Culture experiments confirm the accumulation of significant amounts of Si by six clones of marine Synechococcus representing four clades from a variety of marine habitats. Both cellular Si levels and the rate of Si accumulation in Synechococcus respond proportionately to changes in the concentration of silicic acid in the external medium. Si quota is inversely related to growth rate implying growth rate dilution of cellular Si quotas. The rate of Si accumulation as a function of silicic acid concentration is bi-linear between 1 and 500 μM Si(OH)₄ with an abrupt increase in the slope at 100 μM. The linear response at environmentally-relevant [Si(OH)₄] implies that in the surface ocean Synechococcus acquire Si through diffusion rather than through active transport. However, some evidence was obtained for Si uptake through a phosphate transporter under low-nutrient conditions.
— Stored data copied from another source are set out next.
//! Domain types shared by the optimizer and the active route tracker.

use chrono::{DateTime, Utc};
use serde::{Deserialize, Serialize};
use uuid::Uuid;

/// Priority assigned to stops whose source record carries no score.
pub const DEFAULT_PRIORITY: f64 = 50.0;

const METERS_PER_MILE: f64 = 1609.344;

/// A latitude/longitude pair in decimal degrees.
#[derive(Debug, Clone, Copy, PartialEq, Serialize, Deserialize)]
pub struct Coordinates {
    pub lat: f64,
    pub lng: f64,
}

impl Coordinates {
    pub const fn new(lat: f64, lng: f64) -> Self {
        Self { lat, lng }
    }

    /// Formats as `lat,lng` for provider query strings.
    pub fn to_param(&self) -> String {
        format!("{:.6},{:.6}", self.lat, self.lng)
    }
}

/// A location as handed to the routing provider.
///
/// The start of a route is often typed in by the field worker, so it may be
/// a free-text address rather than a geocoded point.
#[derive(Debug, Clone, PartialEq, Serialize, Deserialize)]
#[serde(rename_all = "camelCase")]
pub enum Waypoint {
    Address(String),
    Coordinates(Coordinates),
}

impl Waypoint {
    pub fn to_param(&self) -> String {
        match self {
            Self::Address(address) => address.trim().to_string(),
            Self::Coordinates(coords) => coords.to_param(),
        }
    }

    pub fn coordinates(&self) -> Option<Coordinates> {
        match self {
            Self::Address(_) => None,
            Self::Coordinates(coords) => Some(*coords),
        }
    }
}

impl From<Coordinates> for Waypoint {
    fn from(coords: Coordinates) -> Self {
        Self::Coordinates(coords)
    }
}

/// A visitable permit or lead location.
#[derive(Debug, Clone, PartialEq, Serialize, Deserialize)]
#[serde(rename_all = "camelCase")]
pub struct Stop {
    pub id: String,
    pub coordinates: Coordinates,
    pub address: String,
    #[serde(default)]
    pub city: String,
    #[serde(default = "default_priority")]
    pub priority_score: f64,
}

fn default_priority() -> f64 {
    DEFAULT_PRIORITY
}

impl Stop {
    pub fn new(id: impl Into<String>, coordinates: Coordinates, address: impl Into<String>) -> Self {
        Self {
            id: id.into(),
            coordinates,
            address: address.into(),
            city: String::new(),
            priority_score: DEFAULT_PRIORITY,
        }
    }

    pub fn with_city(mut self, city: impl Into<String>) -> Self {
        self.city = city.into();
        self
    }

    pub fn with_priority(mut self, priority_score: f64) -> Self {
        self.priority_score = priority_score;
        self
    }

    /// Key used to detect the same house pulled in from two records.
    pub fn dedup_key(&self) -> (String, String) {
        (
            self.address.trim().to_lowercase(),
            self.city.trim().to_lowercase(),
        )
    }
}

/// Real driving distance and duration from one point to another.
#[derive(Debug, Clone, Copy, PartialEq)]
pub struct TravelEstimate {
    pub distance_meters: f64,
    pub duration_seconds: f64,
}

impl TravelEstimate {
    pub fn to_leg(self) -> Leg {
        Leg {
            distance_miles: meters_to_miles(self.distance_meters),
            duration_minutes: self.duration_seconds / 60.0,
            estimated: false,
        }
    }
}

/// A stop ranked during optimization. Never outlives a single `optimize` call.
#[derive(Debug, Clone, PartialEq)]
pub struct ScoredStop {
    pub stop: Stop,
    pub distance_meters: Option<f64>,
    pub duration_seconds: Option<f64>,
    pub composite_score: f64,
    /// Position in the caller's stop list, used to restore input order.
    pub input_index: usize,
}

/// Travel segment arriving at a stop.
#[derive(Debug, Clone, Copy, PartialEq, Serialize, Deserialize)]
#[serde(rename_all = "camelCase")]
pub struct Leg {
    pub distance_miles: f64,
    pub duration_minutes: f64,
    /// True when the leg comes from a local heuristic instead of the provider.
    pub estimated: bool,
}

impl Leg {
    pub const fn estimate(distance_miles: f64, duration_minutes: f64) -> Self {
        Self {
            distance_miles,
            duration_minutes,
            estimated: true,
        }
    }
}

/// Where the ordering of an [`OptimizedRoute`] came from.
#[derive(Debug, Clone, Copy, PartialEq, Eq, Serialize, Deserialize)]
#[serde(rename_all = "camelCase")]
pub enum PlanSource {
    /// Ordered by the provider's waypoint optimization.
    Provider,
    /// Provider failed; input order with rough estimates.
    Fallback,
    /// Local nearest-neighbor construction.
    Local,
}

/// Optimizer output. `legs[i]` is the leg arriving at `stops[i]`.
#[derive(Debug, Clone, PartialEq)]
pub struct OptimizedRoute {
    pub stops: Vec<Stop>,
    pub legs: Vec<Leg>,
    pub return_leg: Option<Leg>,
    pub total_distance_miles: f64,
    pub total_duration_minutes: f64,
    pub source: PlanSource,
}

impl OptimizedRoute {
    pub fn empty(source: PlanSource) -> Self {
        Self {
            stops: Vec::new(),
            legs: Vec::new(),
            return_leg: None,
            total_distance_miles: 0.0,
            total_duration_minutes: 0.0,
            source,
        }
    }

    /// Builds a route and derives the totals from its legs.
    pub fn from_legs(
        stops: Vec<Stop>,
        legs: Vec<Leg>,
        return_leg: Option<Leg>,
        source: PlanSource,
    ) -> Self {
        let all_legs = legs.iter().chain(return_leg.iter());
        let (total_distance_miles, total_duration_minutes) = all_legs
            .fold((0.0, 0.0), |(miles, minutes), leg| {
                (miles + leg.distance_miles, minutes + leg.duration_minutes)
            });

        Self {
            stops,
            legs,
            return_leg,
            total_distance_miles,
            total_duration_minutes,
            source,
        }
    }
}

/// A stop placed in a route.
#[derive(Debug, Clone, PartialEq, Serialize, Deserialize)]
#[serde(rename_all = "camelCase")]
pub struct RouteStop {
    #[serde(flatten)]
    pub stop: Stop,
    /// 1-based position in the route.
    pub order: usize,
    pub visited: bool,
    pub distance_from_previous: f64,
    pub estimated_minutes_from_previous: f64,
}

/// An ordered route owned by the active route tracker.
#[derive(Debug, Clone, PartialEq, Serialize, Deserialize)]
#[serde(rename_all = "camelCase")]
pub struct Route {
    pub id: Uuid,
    pub stops: Vec<RouteStop>,
    pub start_address: String,
    pub end_address: String,
    pub total_distance: f64,
    pub total_duration: f64,
    pub started_at: DateTime<Utc>,
    pub completed_at: Option<DateTime<Utc>>,
    pub current_stop_index: usize,
}

impl Route {
    pub fn from_optimized(
        optimized: &OptimizedRoute,
        start_address: impl Into<String>,
        end_address: impl Into<String>,
        started_at: DateTime<Utc>,
    ) -> Self {
        let stops = optimized
            .stops
            .iter()
            .zip(optimized.legs.iter())
            .enumerate()
            .map(|(i, (stop, leg))| RouteStop {
                stop: stop.clone(),
                order: i + 1,
                visited: false,
                distance_from_previous: leg.distance_miles.max(0.0),
                estimated_minutes_from_previous: leg.duration_minutes.max(0.0),
            })
            .collect();

        Self {
            id: Uuid::new_v4(),
            stops,
            start_address: start_address.into(),
            end_address: end_address.into(),
            total_distance: optimized.total_distance_miles,
            total_duration: optimized.total_duration_minutes,
            started_at,
            completed_at: None,
            current_stop_index: 0,
        }
    }

    pub fn all_visited(&self) -> bool {
        !self.stops.is_empty() && self.stops.iter().all(|stop| stop.visited)
    }

    pub fn visited_count(&self) -> usize {
        self.stops.iter().filter(|stop| stop.visited).count()
    }

    pub fn last_index(&self) -> usize {
        self.stops.len().saturating_sub(1)
    }
}

pub fn meters_to_miles(meters: f64) -> f64 {
    meters / METERS_PER_MILE
}

pub fn miles_to_meters(miles: f64) -> f64 {
    miles * METERS_PER_MILE
}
If all water-soluble Si associated with Synechococcus cells is internal, internal cellular concentrations would be above seawater silicic acid saturation (i.e. ~2 millimolar) implying the existence of a large pool of organically bound silicic acid, as has been hypothesized for diatoms. Organic complexation of intracellular Si would both prevent spontaneous precipitation of amorphous silica and maintain low internal free silicic acid concentrations to drive a diffusive flux of silicic acid into the cell. Our experiments were not designed to address the specific evolutionary or physiological roles played by Si, if any, in Synechococcus. A partial answer will involve determining the chemical environment of Si within Synechococcus and whether the organism has evolved specific molecules that target and bind Si intracellularly or whether the internal complexation of Si is gratuitous.